2. The method of claim 1, wherein the generating a plurality of hospital plans that satisfy the constraints and preset optimization objectives according to the rectangular variables comprises:

3. The method of claim 2, wherein after obtaining a solution space, the method further comprises:

4. The method of claim 1, wherein said obtaining item parameters for a hospital item comprises:

selecting a target plan pattern case with the plan view outline most similar to the reference outline from the plan pattern cases to be selected;

5. The method of claim 4,

6. The method of claim 5, wherein the connection between the functional areas comprises a type of door opening and a size of door opening between the functional areas; the placement position comprises one or more of any edge attaching, an appointed edge attaching and an appointed interval.

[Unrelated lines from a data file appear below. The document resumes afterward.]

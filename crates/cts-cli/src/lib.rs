//! CTS command-line front end
//!
//! Running `contribution-script` with no arguments generates the script from
//! the compiled-in defaults. Flags override individual settings; `--config`
//! and `--catalog` load them from TOML files.

#![warn(missing_docs)]
#![warn(unreachable_pub)]

use std::io::Write;
use std::path::PathBuf;
use std::process::ExitCode;

use anyhow::Context;
use clap::{value_parser, Arg, ArgAction, ArgMatches, Command};
use cts_catalog::{PolicyCatalog, SettingSelector};
use cts_script::{prepare, write_error_file, write_script, ScriptConfig, ScriptError, SweepMode};
use tracing_subscriber::{layer::SubscriberExt, util::SubscriberInitExt};

/// Default log filter when `RUST_LOG` is unset
const DEFAULT_FILTER: &str = "cts_catalog=info,cts_script=info,cts_cli=info";

/// Build the argument parser
#[must_use]
pub fn cli() -> Command {
    Command::new("contribution-script")
        .version(cts_script::VERSION)
        .about("Generate a simulator command script for policy-group contribution runs")
        .arg(
            Arg::new("config")
                .long("config")
                .value_parser(value_parser!(PathBuf))
                .help("TOML file with script settings"),
        )
        .arg(
            Arg::new("catalog")
                .long("catalog")
                .value_parser(value_parser!(PathBuf))
                .help("TOML policy catalog (defaults to the built-in table)"),
        )
        .arg(
            Arg::new("mode")
                .long("mode")
                .value_parser(|s: &str| s.parse::<SweepMode>().map_err(|e| e.to_string()))
                .help("Enable or Disable one group per run"),
        )
        .arg(
            Arg::new("output")
                .short('o')
                .long("output")
                .value_parser(value_parser!(PathBuf))
                .help("Path of the generated script"),
        )
        .arg(Arg::new("model").long("model").help("Model file to load"))
        .arg(Arg::new("results").long("results").help("Results table file"))
        .arg(
            Arg::new("output-vars")
                .long("output-vars")
                .help("File listing the variables to export"),
        )
        .arg(Arg::new("run-name").long("run-name").help("Name used for every run"))
        .arg(
            Arg::new("schedule")
                .long("schedule")
                .value_parser(value_parser!(u32))
                .help("Policy implementation schedule number"),
        )
        .arg(
            Arg::new("active-setting")
                .long("active-setting")
                .value_parser(value_parser!(usize))
                .help("Index of the setting applied when a policy is on (0 is baseline)"),
        )
        .arg(
            Arg::new("enable-group")
                .long("enable-group")
                .action(ArgAction::Append)
                .help("Enable every policy in this group (repeatable)"),
        )
        .arg(
            Arg::new("enable-policy")
                .long("enable-policy")
                .action(ArgAction::Append)
                .help("Enable the policy with this model variable name (repeatable)"),
        )
        .arg(
            Arg::new("no-reassert")
                .long("no-reassert")
                .action(ArgAction::SetTrue)
                .help("In Enable mode, do not re-assert policies in the final run"),
        )
        .arg(
            Arg::new("no-interaction")
                .long("no-interaction")
                .action(ArgAction::SetTrue)
                .help("Emit SPECIAL>NOINTERACTION"),
        )
        .arg(
            Arg::new("save-list")
                .long("save-list")
                .action(ArgAction::SetTrue)
                .help("Emit SIMULATE>SAVELIST with the output vars file"),
        )
        .arg(
            Arg::new("list-groups")
                .long("list-groups")
                .action(ArgAction::SetTrue)
                .help("List catalog groups and exit"),
        )
        .arg(
            Arg::new("dry-run")
                .long("dry-run")
                .action(ArgAction::SetTrue)
                .help("Print the planned runs instead of writing the script"),
        )
        .arg(
            Arg::new("json")
                .long("json")
                .action(ArgAction::SetTrue)
                .requires("dry-run")
                .help("Print the dry run as JSON"),
        )
        .arg(
            Arg::new("verbose")
                .short('v')
                .long("verbose")
                .action(ArgAction::SetTrue)
                .help("Log each planned run"),
        )
}

/// Parsed command-line options
#[derive(Debug, Clone, Default)]
pub struct Options {
    /// Settings file
    pub config: Option<PathBuf>,
    /// Catalog file
    pub catalog: Option<PathBuf>,
    /// Sweep mode override
    pub mode: Option<SweepMode>,
    /// Output script override
    pub output: Option<PathBuf>,
    /// Model file override
    pub model: Option<String>,
    /// Results file override
    pub results: Option<String>,
    /// Output vars file override
    pub output_vars: Option<String>,
    /// Run name override
    pub run_name: Option<String>,
    /// Schedule override
    pub schedule: Option<u32>,
    /// Active setting index override
    pub active_setting: Option<usize>,
    /// Groups to enable on top of the catalog
    pub enable_groups: Vec<String>,
    /// Policies to enable on top of the catalog
    pub enable_policies: Vec<String>,
    /// Skip re-assertion in the final Enable-mode run
    pub no_reassert: bool,
    /// Emit NOINTERACTION
    pub no_interaction: bool,
    /// Emit SAVELIST
    pub save_list: bool,
    /// List groups and exit
    pub list_groups: bool,
    /// Print plan instead of writing
    pub dry_run: bool,
    /// JSON dry-run output
    pub json: bool,
    /// Debug logging
    pub verbose: bool,
}

impl Options {
    /// Extract options from parsed arguments
    #[must_use]
    pub fn from_matches(matches: &ArgMatches) -> Self {
        let strings = |id: &str| -> Vec<String> {
            matches
                .get_many::<String>(id)
                .map(|v| v.cloned().collect())
                .unwrap_or_default()
        };
        Self {
            config: matches.get_one::<PathBuf>("config").cloned(),
            catalog: matches.get_one::<PathBuf>("catalog").cloned(),
            mode: matches.get_one::<SweepMode>("mode").copied(),
            output: matches.get_one::<PathBuf>("output").cloned(),
            model: matches.get_one::<String>("model").cloned(),
            results: matches.get_one::<String>("results").cloned(),
            output_vars: matches.get_one::<String>("output-vars").cloned(),
            run_name: matches.get_one::<String>("run-name").cloned(),
            schedule: matches.get_one::<u32>("schedule").copied(),
            active_setting: matches.get_one::<usize>("active-setting").copied(),
            enable_groups: strings("enable-group"),
            enable_policies: strings("enable-policy"),
            no_reassert: matches.get_flag("no-reassert"),
            no_interaction: matches.get_flag("no-interaction"),
            save_list: matches.get_flag("save-list"),
            list_groups: matches.get_flag("list-groups"),
            dry_run: matches.get_flag("dry-run"),
            json: matches.get_flag("json"),
            verbose: matches.get_flag("verbose"),
        }
    }

    /// Resolve the effective script configuration
    ///
    /// # Errors
    /// Fails if the config file cannot be read or an override is invalid.
    pub fn script_config(&self) -> Result<ScriptConfig, ScriptError> {
        let mut config = match &self.config {
            Some(path) => ScriptConfig::from_path(path)?,
            None => ScriptConfig::new(),
        };

        if let Some(mode) = self.mode {
            config.mode = mode;
        }
        if let Some(output) = &self.output {
            config.output_script.clone_from(output);
        }
        if let Some(model) = &self.model {
            config.model_file.clone_from(model);
        }
        if let Some(results) = &self.results {
            config.results_file.clone_from(results);
        }
        if let Some(vars) = &self.output_vars {
            config.output_vars_file.clone_from(vars);
        }
        if let Some(run_name) = &self.run_name {
            config.run_name.clone_from(run_name);
        }
        if let Some(schedule) = self.schedule {
            config.policy_schedule = schedule;
        }
        if let Some(index) = self.active_setting {
            config.active_setting = SettingSelector::new(index)?;
        }
        if self.no_reassert {
            config.reassert_all_on_enable = false;
        }
        config.no_interaction |= self.no_interaction;
        config.save_list |= self.save_list;
        if let Some(catalog) = &self.catalog {
            config.catalog = Some(catalog.clone());
        }
        Ok(config)
    }

    /// Output path to report into when the configuration itself is unusable
    ///
    /// `--output` wins, then the config file's `output_script` if the file
    /// still parses, then the default.
    #[must_use]
    pub fn fallback_output(&self) -> PathBuf {
        if let Some(output) = &self.output {
            return output.clone();
        }
        self.config
            .as_ref()
            .and_then(|path| ScriptConfig::from_path(path).ok())
            .unwrap_or_default()
            .output_script
    }
}

/// Result of a command-line invocation
#[derive(Debug, Clone, Copy, PartialEq, Eq)]
pub enum Outcome {
    /// Script (or listing) produced
    Success,
    /// Generation failed; the reason was logged and written to the output
    Failure,
}

impl From<Outcome> for ExitCode {
    fn from(outcome: Outcome) -> Self {
        match outcome {
            Outcome::Success => ExitCode::SUCCESS,
            Outcome::Failure => ExitCode::FAILURE,
        }
    }
}

/// Install the stderr log subscriber
///
/// `RUST_LOG` takes precedence; otherwise info, or debug with `verbose`.
pub fn init_tracing(verbose: bool) {
    let default = if verbose {
        DEFAULT_FILTER.replace("=info", "=debug")
    } else {
        DEFAULT_FILTER.to_string()
    };
    // A second call (tests) keeps the first subscriber.
    let _ = tracing_subscriber::registry()
        .with(
            tracing_subscriber::EnvFilter::try_from_default_env()
                .unwrap_or_else(|_| default.into()),
        )
        .with(tracing_subscriber::fmt::layer().with_writer(std::io::stderr))
        .try_init();
}

fn load_catalog(config: &ScriptConfig, options: &Options) -> Result<PolicyCatalog, ScriptError> {
    let mut catalog = match &config.catalog {
        Some(path) => PolicyCatalog::from_path(path)?,
        None => PolicyCatalog::builtin()?,
    };

    for group in &options.enable_groups {
        if catalog.enable_group(group) == 0 {
            return Err(ScriptError::Config(format!("no policies in group '{group}'")));
        }
    }
    for policy in &options.enable_policies {
        if !catalog.enable_policy(policy) {
            return Err(ScriptError::Config(format!("unknown policy '{policy}'")));
        }
    }
    Ok(catalog)
}

/// Execute the command described by `options`
///
/// Listings and dry runs are printed to `out`.
///
/// # Errors
/// Returns an error only for problems outside generation itself (failed
/// write to `out`, or any failure during a listing or dry run). Generation
/// failures, including an unusable configuration, yield [`Outcome::Failure`]
/// after the error text has been written to the output script path.
pub fn run(options: &Options, out: &mut impl Write) -> anyhow::Result<Outcome> {
    let config = match options.script_config() {
        Ok(config) => config,
        Err(e) if options.list_groups || options.dry_run => return Err(e.into()),
        Err(e) => {
            write_error_file(&options.fallback_output(), &e);
            return Ok(Outcome::Failure);
        }
    };

    let catalog = match load_catalog(&config, options) {
        Ok(catalog) => catalog,
        Err(e) if options.list_groups || options.dry_run => return Err(e.into()),
        Err(e) => {
            write_error_file(&config.output_script, &e);
            return Ok(Outcome::Failure);
        }
    };

    if options.list_groups {
        print_groups(&catalog, out)?;
        return Ok(Outcome::Success);
    }

    if options.dry_run {
        return print_plan(&config, &catalog, options.json, out);
    }

    match write_script(&config, &catalog) {
        Ok(report) => {
            writeln!(
                out,
                "Wrote {} runs to {}",
                report.runs,
                report.path.display()
            )?;
            Ok(Outcome::Success)
        }
        Err(e) if e.is_configuration_error() => Ok(Outcome::Failure),
        Err(e) => Err(e.into()),
    }
}

fn print_groups(catalog: &PolicyCatalog, out: &mut impl Write) -> anyhow::Result<()> {
    for group in catalog.group_names() {
        let members = catalog.policies().iter().filter(|p| p.group == group);
        let (total, enabled) = members.fold((0, 0), |(t, e), p| (t + 1, e + usize::from(p.enabled)));
        writeln!(out, "{group}\t{enabled}/{total} enabled")?;
    }
    Ok(())
}

fn print_plan(
    config: &ScriptConfig,
    catalog: &PolicyCatalog,
    json: bool,
    out: &mut impl Write,
) -> anyhow::Result<Outcome> {
    let (selection, runs) = match prepare(config, catalog) {
        Ok(planned) => planned,
        Err(e) => {
            tracing::error!("{}", e);
            return Ok(Outcome::Failure);
        }
    };

    if json {
        serde_json::to_writer_pretty(&mut *out, &runs).context("serializing plan")?;
        writeln!(out)?;
        return Ok(Outcome::Success);
    }

    writeln!(
        out,
        "{} mode: {} policies, {} groups, {} runs",
        config.mode,
        selection.policies().len(),
        selection.groups().len(),
        runs.len()
    )?;
    for (i, run) in runs.iter().enumerate() {
        let annotation = run.annotation();
        writeln!(
            out,
            "{:>3}. {}PolicyGroup={} ({} assignments): {}",
            i + 1,
            annotation.kind.as_str(),
            annotation.group_label(),
            run.assignments().len(),
            annotation.policies_label()
        )?;
    }
    Ok(Outcome::Success)
}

7. The method of claim 1, wherein the generating a rectangle variable of a rectangle template according to the project parameters comprises:

8. The method of claim 7, wherein determining constraints for the rectangular variables from the project parameters comprises:

9. An apparatus for generating a plan view of a hospital, the apparatus comprising:

a first generating module, configured to generate a rectangular variable of a rectangular template according to the project parameters, where the rectangular template indicates a partial functional area, one functional area, or at least two functional areas of a hospital, and the rectangular variable indicates a size, a position, and a spatial relationship with other rectangular templates of the rectangular template;

the second generation module is used for generating a plurality of hospital plane graphs meeting the constraint conditions and preset optimization targets according to the rectangular variables, wherein the optimization targets indicate that the areas of non-functional areas in the hospital plane graphs are reduced;

wherein the apparatus is further configured to:

continuously minimizing the area of the non-functional area of the hospital plan view for feasible solution according to the optimization target to obtain a solution space;

sequencing second solution vectors in the solution space according to the size sequence of the adjustment range of the constraint condition, wherein the adjustment range of the constraint condition is the condition relaxation or the condition tightening;

10. An electronic device is characterized by comprising a processor, a communication interface, a memory and a communication bus, wherein the processor and the communication interface are used for realizing mutual communication by the memory through the communication bus;

a memory for storing a computer program;

a processor for implementing the method steps of any of claims 1 to 8 when executing a program stored in the memory.

11. A computer-readable storage medium, characterized in that a computer program is stored in the computer-readable storage medium, which computer program, when being executed by a processor, carries out the method steps of any one of the claims 1-8.